IARP has released the latest Reiki Report yesterday. There is an interesting article that as an internist I enjoyed reading. Hypertension is extraordinarily common, affecting 31.1% (95% confidence interval, 30.0-32.2%) of the world’s adults had hypertension (1). Hypertension is easily one of the most common conditions I see throughout the day.
High blood pressure typically has no symptoms. It is typically found when vitals are checked at the beginning of a doctor’s visit. A normal blood pressure is somewhere around 120/80 (there are many recommendations on what is considered your normal, but around 120/80 is fairly good). If your blood pressure is higher than this, there are many factors that will go into if you should be on a medication.
Blood pressure is a wonderful indicator of overall health. A low blood pressure can indicate conditions such as severe infection, anemia, or life threatening dehydration. Blood pressure fluctuates depending on time of day, activities, stress, pain, as well as diet.
Elevations in blood pressure may occur transiently, sometimes called “white coat hypertension”, in which the stress of the clinical environment causes elevation in the readings. However, clinical studies have shown that “white coat hypertension” is a strong warning for chronic hypertension.
Hypertension has to be addressed, but many patients are surprised to learn that lifestyle modifications are the mainstay of treatment, while medications may be an addition to treatment.

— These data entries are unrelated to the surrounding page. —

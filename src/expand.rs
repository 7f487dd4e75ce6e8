//! Substitution of `$NAME` / `${NAME}` tokens.
//!
//! A bare `$NAME` inserts the value as an atomic expression literal, so a
//! string result is double-quoted. The brace form `${NAME}` inserts string
//! results verbatim, which lets a variable supply a piece of expression
//! text or a path fragment. Booleans and numbers render the same either
//! way (`True`, `3.1415`).

use regex::{Captures, Regex};
use std::collections::HashMap;
use std::fmt;
use std::sync::OnceLock;
use tracing::trace;

use crate::error::{ParamGenError, Result};
use crate::tree::format_float;

/// What an expand function can resolve a variable to.
#[derive(Debug, Clone, PartialEq)]
pub enum ExpandValue {
    String(String),
    Boolean(bool),
    Integer(i64),
    Float(f64),
}

impl ExpandValue {
    /// Text substituted for a token. `quoted` is true for bare `$NAME`.
    fn render(&self, quoted: bool) -> String {
        match self {
            ExpandValue::String(s) if quoted => quote(s),
            other => other.to_string(),
        }
    }
}

impl fmt::Display for ExpandValue {
    fn fmt(&self, f: &mut fmt::Formatter<'_>) -> fmt::Result {
        match self {
            ExpandValue::String(s) => f.write_str(s),
            ExpandValue::Boolean(true) => f.write_str("True"),
            ExpandValue::Boolean(false) => f.write_str("False"),
            ExpandValue::Integer(n) => write!(f, "{}", n),
            ExpandValue::Float(x) => f.write_str(&format_float(*x)),
        }
    }
}

impl From<&str> for ExpandValue {
    fn from(s: &str) -> Self {
        ExpandValue::String(s.to_string())
    }
}

impl From<String> for ExpandValue {
    fn from(s: String) -> Self {
        ExpandValue::String(s)
    }
}

impl From<bool> for ExpandValue {
    fn from(b: bool) -> Self {
        ExpandValue::Boolean(b)
    }
}

impl From<i64> for ExpandValue {
    fn from(n: i64) -> Self {
        ExpandValue::Integer(n)
    }
}

impl From<f64> for ExpandValue {
    fn from(x: f64) -> Self {
        ExpandValue::Float(x)
    }
}

/// Resolves a variable name, or returns `None` when it is undefined.
pub trait ExpandFn {
    fn expand(&mut self, name: &str) -> Option<ExpandValue>;
}

impl<F> ExpandFn for F
where
    F: FnMut(&str) -> Option<ExpandValue>,
{
    fn expand(&mut self, name: &str) -> Option<ExpandValue> {
        self(name)
    }
}

/// Build an expand function backed by a map of values.
pub fn from_map(vars: &HashMap<String, ExpandValue>) -> impl FnMut(&str) -> Option<ExpandValue> + '_ {
    move |name| vars.get(name).cloned()
}

fn var_pattern() -> &'static Regex {
    static PATTERN: OnceLock<Regex> = OnceLock::new();
    PATTERN.get_or_init(|| Regex::new(r"\$\{(\w+)\}|\$(\w+)").expect("variable pattern is valid"))
}

/// True if `expr` still contains a `$NAME` or `${NAME}` token.
pub fn has_expandable_var(expr: &str) -> bool {
    var_pattern().is_match(expr)
}

/// Names of every variable token in `expr`, in order of first appearance.
pub fn expandable_vars(expr: &str) -> Vec<String> {
    let mut names: Vec<String> = Vec::new();
    for caps in var_pattern().captures_iter(expr) {
        let name = token_name(&caps).to_string();
        if !names.contains(&name) {
            names.push(name);
        }
    }
    names
}

/// Replace every variable token in `expr`. Without an expand function the
/// input is returned unchanged.
pub fn expand_vars(expr: &str, expand_fn: Option<&mut (dyn ExpandFn + '_)>) -> Result<String> {
    let expand_fn = match expand_fn {
        Some(f) => f,
        None => return Ok(expr.to_string()),
    };

    let mut out = String::with_capacity(expr.len());
    let mut last = 0;
    for caps in var_pattern().captures_iter(expr) {
        let whole = caps.get(0).map_or(0..0, |m| m.range());
        let name = token_name(&caps);
        let braced = caps.get(1).is_some();
        let value = expand_fn
            .expand(name)
            .ok_or_else(|| ParamGenError::UndefinedVariable {
                name: name.to_string(),
                expr: expr.to_string(),
            })?;
        trace!(variable = name, value = %value, "expanded variable");
        out.push_str(&expr[last..whole.start]);
        out.push_str(&value.render(!braced));
        last = whole.end;
    }
    out.push_str(&expr[last..]);
    Ok(out)
}

fn token_name<'h>(caps: &Captures<'h>) -> &'h str {
    caps.get(1)
        .or_else(|| caps.get(2))
        .map_or("", |m| m.as_str())
}

/// Double-quote a string as an expression literal.
fn quote(s: &str) -> String {
    let mut out = String::with_capacity(s.len() + 2);
    out.push('"');
    for ch in s.chars() {
        match ch {
            '"' => out.push_str("\\\""),
            '\\' => out.push_str("\\\\"),
            '\n' => out.push_str("\\n"),
            '\r' => out.push_str("\\r"),
            '\t' => out.push_str("\\t"),
            c => out.push(c),
        }
    }
    out.push('"');
    out
}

IARP gives some nice examples from medical research on how Reiki can help to control blood pressure. Reiki treatment by a practitioner, or self treatment can be very helpful in lowering blood pressure along with your physician’s treatment plan. Reiki as a treatment intervention will lower stress, improve sleep, and may lead to some personal insight.

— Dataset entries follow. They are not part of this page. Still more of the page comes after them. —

// ── Validation ──────────────────────────────────────────────────────

#[test]
fn test_validate_guards() {
    let tree = node(serde_json::json!({
        "ok": {"True": 1, "else": 2},
        "mixed": {"inner": {"1 < 2": "a", "plain": "b"}},
        "bad_formula": "= (1 +",
        "bad_guard": {"1 / 0 == 0": 1},
        "deferred": {"$X == 1": 1, "plain": 2}
    }));
    let errors = validate::validate_guards(&tree);
    let found: Vec<(&str, Vec<String>)> = errors.iter().map(|e| (e.code, e.path.clone())).collect();
    assert_eq!(
        found,
        vec![
            ("ambiguous-guard-mix", vec!["mixed".to_string(), "inner".to_string()]),
            ("formula-syntax", vec!["bad_formula".to_string()]),
            ("guard-evaluation", vec!["bad_guard".to_string()]),
        ]
    );

    let pg = ParamGen::new(tree).unwrap();
    assert_eq!(pg.validate(), errors);
    assert!(json::validation_errors_to_json(&errors).starts_with(r#"[{"code":"ambiguous-guard-mix""#));
}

When teaching patients about the mind-body connection, one of the easiest lessons is checking a blood pressure after talking, then guiding the patient with deep breathing for about 3 minutes, then repeating the blood pressure. Patients are amazed to see their pulse and blood pressure naturally go down.
Remember to follow your physicians instructions. If you have been prescribed medications, not taking these as instructed can lead to dangerous consequences. Applying a holistic approach along with your treatment plan can and will help your overall health.
Correct way to monitor your blood pressure
If your are currently under the care of a physician and being treated for high blood pressure, you likely have been instructed on checking your blood pressure at home. I like patients to know a few things:
- Wrist blood pressure cuffs can be accurate, but you’ll need to measure at heart height, usually by placing your wrist on your chest.
- Try to sit quietly for at least 5 minutes before checking.
- Warm drinks and caffeinated drinks will raise your readings, as will many over the counter cold medications.